Do Italians celebrate Halloween?
This seems to be a tricky question…. Traditionally they don’t. As in most Catholic countries, they have Ognissanti or Tutti i Santi, a public holiday celebrating All Saints, on November 1.
While Halloween today is associated with Anglo-Saxon countries and especially the U.S., its roots lie deep in European traditions. Halloween is thought to have originated from the ancient Celtic festival of Samhain, which marked the end of the harvest and the beginning of winter, a time associated with death. Samhain was celebrated on the night of 31 October, when it was believed that the ghosts of the dead returned to earth. People would light bonfires and wear costumes to turn away the wandering ghosts. November 1 marked the new year.

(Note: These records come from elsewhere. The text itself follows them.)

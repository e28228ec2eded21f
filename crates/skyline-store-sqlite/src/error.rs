//! Error type for `skyline-store-sqlite`.

use std::path::PathBuf;

use thiserror::Error;

#[derive(Debug, Error)]
pub enum Error {
  #[error("core error: {0}")]
  Core(#[from] skyline_core::Error),

  /// The store could not be opened or configured. Fatal at startup.
  #[error("cannot connect to store at {}: {source}", path.display())]
  ConnectionFailure {
    path:   PathBuf,
    #[source]
    source: tokio_rusqlite::Error,
  },

  /// The connection was closed underneath a query.
  #[error("store unavailable: connection closed")]
  StoreUnavailable,

  #[error("query failed: {0}")]
  Query(tokio_rusqlite::Error),
}

impl From<tokio_rusqlite::Error> for Error {
  fn from(e: tokio_rusqlite::Error) -> Self {
    match e {
      tokio_rusqlite::Error::ConnectionClosed => Error::StoreUnavailable,
      other => Error::Query(other),
    }
  }
}

impl From<rusqlite::Error> for Error {
  fn from(e: rusqlite::Error) -> Self { Error::Query(tokio_rusqlite::Error::Rusqlite(e)) }
}

pub type Result<T, E = Error> = std::result::Result<T, E>;
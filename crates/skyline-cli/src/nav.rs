//! The three-level selection state machine.
//!
//! Root list (tables) → item list → detail. Every selection decides which
//! queries run and rebuilds the lists below it; nothing is cached between
//! selections.

use std::fmt::Write as _;

use skyline_core::{
  item::{Item, NOT_AVAILABLE},
  model::{Airport, Passenger, Route},
  query::{BucketAverage, FlightQueries, Predicate},
  table::{Column, Table, TableDescriptor},
};

/// Distance bucket width for the flight summary.
pub const DISTANCE_BUCKET_WIDTH: u32 = 100;

#[derive(Debug, Clone, Copy, PartialEq, Eq)]
pub enum Level {
  RootList,
  ItemList,
  DetailView,
}

#[derive(Debug, thiserror::Error)]
pub enum NavError<E: std::error::Error + 'static> {
  #[error(transparent)]
  Query(E),

  #[error("malformed row: {0}")]
  Row(#[from] skyline_core::Error),
}

pub type NavResult<T, E> = std::result::Result<T, NavError<E>>;

// ─── Navigator ───────────────────────────────────────────────────────────────

/// Owns the transient display lists; the only caller of the query layer.
pub struct Navigator<Q> {
  queries: Q,
  level:   Level,
  tables:  Vec<TableDescriptor>,
  /// Table whose items are currently listed.
  current: Option<TableDescriptor>,
  items:   Vec<Item>,
  summary: String,
  detail:  Option<String>,
}

impl<Q: FlightQueries> Navigator<Q> {
  pub fn new(queries: Q) -> Self {
    Self {
      queries,
      level: Level::RootList,
      tables: Vec::new(),
      current: None,
      items: Vec::new(),
      summary: String::new(),
      detail: None,
    }
  }

  pub fn level(&self) -> Level { self.level }

  pub fn tables(&self) -> &[TableDescriptor] { &self.tables }

  pub fn current_table(&self) -> Option<TableDescriptor> { self.current }

  pub fn items(&self) -> &[Item] { &self.items }

  pub fn summary(&self) -> &str { &self.summary }

  pub fn detail(&self) -> Option<&str> { self.detail.as_deref() }

  /// Fill the root list with the schema's tables.
  pub async fn populate_root(&mut self) -> NavResult<(), Q::Error> {
    self.tables = self.queries.list_tables().await.map_err(NavError::Query)?;
    self.level = Level::RootList;
    self.current = None;
    self.items.clear();
    self.summary.clear();
    self.detail = None;
    Ok(())
  }

  /// Root list selection: rebuild the item list and summary for `table`.
  ///
  /// On failure the item list is left empty, the summary carries the error,
  /// and the error is returned for display.
  pub async fn select_table(&mut self, table: TableDescriptor) -> NavResult<(), Q::Error> {
    self.level = Level::ItemList;
    self.current = Some(table);
    self.detail = None;

    match self.load_items(table.table).await {
      Ok((items, summary)) => {
        self.items = items;
        self.summary = summary;
        Ok(())
      }
      Err(e) => {
        tracing::warn!(table = %table.table, error = %e, "loading items failed");
        self.items.clear();
        self.summary = format!("Error: {e}");
        Err(e)
      }
    }
  }

  /// Item list selection: render the detail text of item `index`.
  ///
  /// Returns `None` (and changes nothing) when `index` is out of range.
  pub fn select_item(&mut self, index: usize) -> Option<&str> {
    let text = self.items.get(index)?.render_detail();
    self.level = Level::DetailView;
    self.detail = Some(text);
    self.detail.as_deref()
  }

  async fn load_items(&self, table: Table) -> NavResult<(Vec<Item>, String), Q::Error> {
    match table {
      Table::Flights => self.load_flights().await,
      Table::Passengers => self.load_passengers().await,
      Table::IataCodes => self.load_airports().await,
    }
  }

  async fn load_flights(&self) -> NavResult<(Vec<Item>, String), Q::Error> {
    let flights = self
      .queries
      .flights_joined_with_airports()
      .await
      .map_err(NavError::Query)?;
    let buckets = self
      .queries
      .average_bucketed(
        Column::Distance,
        DISTANCE_BUCKET_WIDTH,
        Column::Price,
        Table::Flights,
      )
      .await
      .map_err(NavError::Query)?;

    let summary = flights_summary(flights.len(), &buckets);
    Ok((flights.into_iter().map(Item::Flight).collect(), summary))
  }

  async fn load_passengers(&self) -> NavResult<(Vec<Item>, String), Q::Error> {
    let rows = self
      .queries
      .select_all(Table::Passengers)
      .await
      .map_err(NavError::Query)?;

    let mut items = Vec::with_capacity(rows.len());
    for row in &rows {
      let flight_id = row.integer(4)?;
      let route = match self
        .queries
        .flight_by_id(flight_id)
        .await
        .map_err(NavError::Query)?
      {
        Some(flight) => Some(Route::from_flight_row(&flight)?),
        None => None,
      };
      items.push(Item::Passenger(Passenger::from_row(row, route)?));
    }

    let summary = format!("Total passengers: {}", items.len());
    Ok((items, summary))
  }

  async fn load_airports(&self) -> NavResult<(Vec<Item>, String), Q::Error> {
    let rows = self
      .queries
      .select_all(Table::IataCodes)
      .await
      .map_err(NavError::Query)?;

    let mut items = Vec::with_capacity(rows.len());
    for row in &rows {
      let departs_here = Predicate::eq(Column::IataDeparture, row.text(0)?);
      let avg_price = self
        .queries
        .conditional_average(Table::Flights, Column::Price, &departs_here)
        .await
        .map_err(NavError::Query)?;
      let avg_distance = self
        .queries
        .conditional_average(Table::Flights, Column::Distance, &departs_here)
        .await
        .map_err(NavError::Query)?;
      items.push(Item::Airport(Airport::from_row(row, avg_price, avg_distance)?));
    }

    let summary = format!("Total airports: {}", items.len());
    Ok((items, summary))
  }
}

/// `Total number of flights: N` followed by one `≥{lower} ${avg}` line per
/// distance bucket. Averages are truncated to whole currency units.
pub fn flights_summary(count: usize, buckets: &[BucketAverage]) -> String {
  let mut s = format!("Total number of flights: {count}\n");
  for b in buckets {
    let avg = match b.average {
      Some(avg) => (avg.trunc() as i64).to_string(),
      None => NOT_AVAILABLE.to_owned(),
    };
    let _ = writeln!(s, "≥{} ${avg}", b.lower_bound(DISTANCE_BUCKET_WIDTH));
  }
  s
}

#[cfg(test)]
mod tests {
  use rand::{SeedableRng, rngs::StdRng};
  use skyline_core::model::{AirportRecord, FlightRecord, SeedData};
  use skyline_store_sqlite::{SqliteStore, ensure_ready};

  use super::*;
  use crate::names::OfflineNames;

  fn seed_data() -> SeedData {
    let airport = |code: &str, city: &str| AirportRecord {
      code:    code.into(),
      city:    city.into(),
      country: "Somewhere".into(),
    };
    let flight = |dep: &str, arr: &str, price, distance| FlightRecord {
      id: String::new(),
      iata_departure: dep.into(),
      iata_arrival: arr.into(),
      price,
      distance,
    };
    SeedData {
      airports: vec![
        airport("JFK", "New York"),
        airport("LAX", "Los Angeles"),
        airport("SFO", "San Francisco"),
      ],
      flights:  vec![
        flight("JFK", "LAX", 100, 250),
        flight("JFK", "SFO", 300, 199),
        flight("LAX", "JFK", 220, 260),
      ],
    }
  }

  async fn navigator() -> Navigator<SqliteStore> {
    let store = SqliteStore::open_in_memory("flights").await.unwrap();
    let mut rng = StdRng::seed_from_u64(42);
    ensure_ready(&store, &seed_data(), &OfflineNames::seeded(42), &mut rng)
      .await
      .unwrap();
    let mut nav = Navigator::new(store);
    nav.populate_root().await.unwrap();
    nav
  }

  fn table(t: Table) -> TableDescriptor { TableDescriptor::new(t) }

  #[test]
  fn summary_lists_buckets_in_order() {
    let buckets = [
      BucketAverage { bucket: 1, average: Some(300.0) },
      BucketAverage { bucket: 2, average: Some(160.5) },
      BucketAverage { bucket: 3, average: None },
    ];
    assert_eq!(
      flights_summary(3, &buckets),
      "Total number of flights: 3\n≥100 $300\n≥200 $160\n≥300 $N/A\n"
    );
  }

  #[tokio::test]
  async fn root_list_holds_the_three_tables() {
    let nav = navigator().await;
    assert_eq!(nav.level(), Level::RootList);
    let names: Vec<_> = nav.tables().iter().map(|t| t.name()).collect();
    assert_eq!(names, ["flights", "iata_codes", "passengers"]);
  }

  #[tokio::test]
  async fn selecting_flights_lists_joined_flights_with_summary() {
    let mut nav = navigator().await;
    nav.select_table(table(Table::Flights)).await.unwrap();

    assert_eq!(nav.level(), Level::ItemList);
    let labels: Vec<_> = nav.items().iter().map(Item::label).collect();
    assert_eq!(labels, ["JFK -> SFO", "LAX -> JFK", "JFK -> LAX"]);
    assert_eq!(
      nav.summary(),
      "Total number of flights: 3\n≥100 $300\n≥200 $160\n"
    );
  }

  #[tokio::test]
  async fn selecting_airports_attaches_outbound_averages() {
    let mut nav = navigator().await;
    nav.select_table(table(Table::IataCodes)).await.unwrap();
    assert_eq!(nav.summary(), "Total airports: 3");

    let detail = nav.select_item(0).unwrap().to_owned();
    assert!(detail.starts_with("Code: JFK\n"));
    assert!(detail.contains("Average price to destinations: $200\n"));

    let sfo = nav.select_item(2).unwrap();
    assert!(sfo.contains("Average price to destinations: $N/A\n"));
    assert!(sfo.contains("Average distance to destinations: N/Akm\n"));
  }

  #[tokio::test]
  async fn selecting_passengers_resolves_flight_routes() {
    let mut nav = navigator().await;
    nav.select_table(table(Table::Passengers)).await.unwrap();

    let count = nav.items().len();
    assert!((3..=30).contains(&count));
    assert_eq!(nav.summary(), format!("Total passengers: {count}"));

    let routes = ["JFK->LAX", "JFK->SFO", "LAX->JFK"];
    for i in 0..count {
      let detail = nav.select_item(i).unwrap();
      let flight_line = detail.lines().last().unwrap();
      let route = flight_line.strip_prefix("Flight: ").unwrap();
      assert!(routes.contains(&route), "unexpected route {route}");
    }
  }

  #[tokio::test]
  async fn reselecting_an_item_renders_identical_text() {
    let mut nav = navigator().await;
    nav.select_table(table(Table::Flights)).await.unwrap();

    let first = nav.select_item(1).unwrap().to_owned();
    nav.select_item(0);
    let again = nav.select_item(1).unwrap().to_owned();
    assert_eq!(first, again);
    assert_eq!(nav.level(), Level::DetailView);
  }

  #[tokio::test]
  async fn out_of_range_item_changes_nothing() {
    let mut nav = navigator().await;
    nav.select_table(table(Table::Flights)).await.unwrap();
    assert!(nav.select_item(99).is_none());
    assert_eq!(nav.level(), Level::ItemList);
    assert!(nav.detail().is_none());
  }

  #[tokio::test]
  async fn new_table_selection_discards_previous_detail() {
    let mut nav = navigator().await;
    nav.select_table(table(Table::Flights)).await.unwrap();
    nav.select_item(0);
    nav.select_table(table(Table::IataCodes)).await.unwrap();
    assert_eq!(nav.level(), Level::ItemList);
    assert!(nav.detail().is_none());
    assert_eq!(nav.current_table(), Some(table(Table::IataCodes)));
  }

  #[tokio::test]
  async fn query_failure_leaves_an_empty_error_state() {
    let store = SqliteStore::open_in_memory("flights").await.unwrap();
    let mut nav = Navigator::new(store.clone());
    store.close().await.unwrap();

    let err = nav.select_table(table(Table::Flights)).await.unwrap_err();
    assert!(matches!(
      err,
      NavError::Query(skyline_store_sqlite::Error::StoreUnavailable)
    ));
    assert!(nav.items().is_empty());
    assert!(nav.summary().starts_with("Error: "));
    assert_eq!(nav.level(), Level::ItemList);
  }
}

After the Roman Empire conquered Celtic lands, cultural traditions began to mix. In the 8th century, Pope Gregory III designated 1 November as a time to honor all saints and martyrs; the holiday, All Saints’ Day, incorporated some of the traditions of Samhain. The evening before was known as All Hallows’ Eve, hallow meaning ‘holy’. It later became Halloween. In 1000 A.D., the Catholic Church made 2 November All Souls’ Day, a day to honor the dead, in an attempt to replace the Celtic festival of the dead with a similar holiday that would be church-approved.
So it should not come as a surprise that many towns in Italy have celebrations on 31 October with traits that are similar to Halloween as we know it today. Tradition has it that early Christians, in celebrating the commemoration of the dead, would wander their villages asking for a sweet called “pane d’anima” (“soul bread”); the more sweets they received, the more prayers they addressed to the donor’s deceased.
In Serra San Bruno, Calabria, there is the age-old tradition of “Coccalu di muortu”. After carving a pumpkin in the guise of a skull (known in the local dialect as coccalu di muortu), the village’s boys wander the streets holding their creations, knocking on doors or asking people on the streets, “Mi lu pagati lu coccalu?” (“Will you pay me for the skull?”).
In Orsara di Puglia, on the night between 1 and 2 November, the very ancient feast of “fucacoste” (“fire side by side”) is celebrated: in front of every house, bonfires are lit to light the way home for the dead who, on that night, return home to visit the living. Meat is cooked on the embers of these bonfires, and everyone eats it together on the streets. On November 1, the traditional competition of decorated pumpkins takes place on the main square (the pumpkins are called “cocce priatorje” – heads of purgatory).
In many Sardinian villages, a very old tradition survives that sees children going from house to house to ask to do good for the souls of the dead by making gifts; they say ritual phrases such as “Mi das fait is animeddas?” (“Will you make the little souls?”)
Among the most famous Halloween celebrations held in Italy is the one happening in Triora (Imperia), a village in Liguria known as “the town of witches”. (Incidentally, Triora is part of the network “I Borghi Piú Belli d’Italia”, a list of Italy’s most beautiful medieval villages.) It is no coincidence that a big Halloween celebration takes place right here: Triora was the site of a series of witch trials held from 1587 to 1589, when 200 local women were accused of being responsible for the continuous plagues, acid rain, livestock killings and even cannibalism of newborns. Triora hosts a number of folklore- and horror-themed events through the year, such as the summer witchcraft festival in August, the mushroom festival in September, and Halloween on October 30-31. Women dress as witches, Halloween-themed decorations abound, pumpkins are carved, residents were costumes, haunted tours are organized; the night of October 31, Triora will be completely lit by 200 pumpkins and the most beautiful costume will be voted.
La Festa delle Streghe is Corinaldo’s big Halloween event. The small town in Le Marche transforms into an open-air Halloween-themed park, where every corner of the village is lit, enclosed by well-preserved 14th-century walls. Witches, skeletons and monsters, a haunted house, a “tilted room”, will all contribute to make the event as spookily fun as possible.
Finally, one of the largest Halloween celebrations in Italy takes place in Borgo a Mozzano in the province of Lucca, Tuscany. The event takes place from 28 to 31 October in the streets of the old town center, inspired by the many legends, stories, and mysteries related to the area.
One of these legends is recreated during the Halloween celebration, and refers to noblewoman Lucida Mansi, who is said to have exchanged her soul with the devil for 30 years of beauty. Lucida and the devil pass through town in a procession accompanied by demons and fire-eaters. At the end of the procession, Lucida’s soul is dropped from Ponte della Maddalena, known as the Devil’s Bridge, into the river below, which represents the underworld. Another major attraction of the evening is the “Passage of Terror,” a horror route consisting of more than 10 sets where actors of all ages interpret creepy characters, and participants take an active role in the show.
Have you found these facts interesting? Whereabouts in Italy would do you like to experience the spirit of Halloween?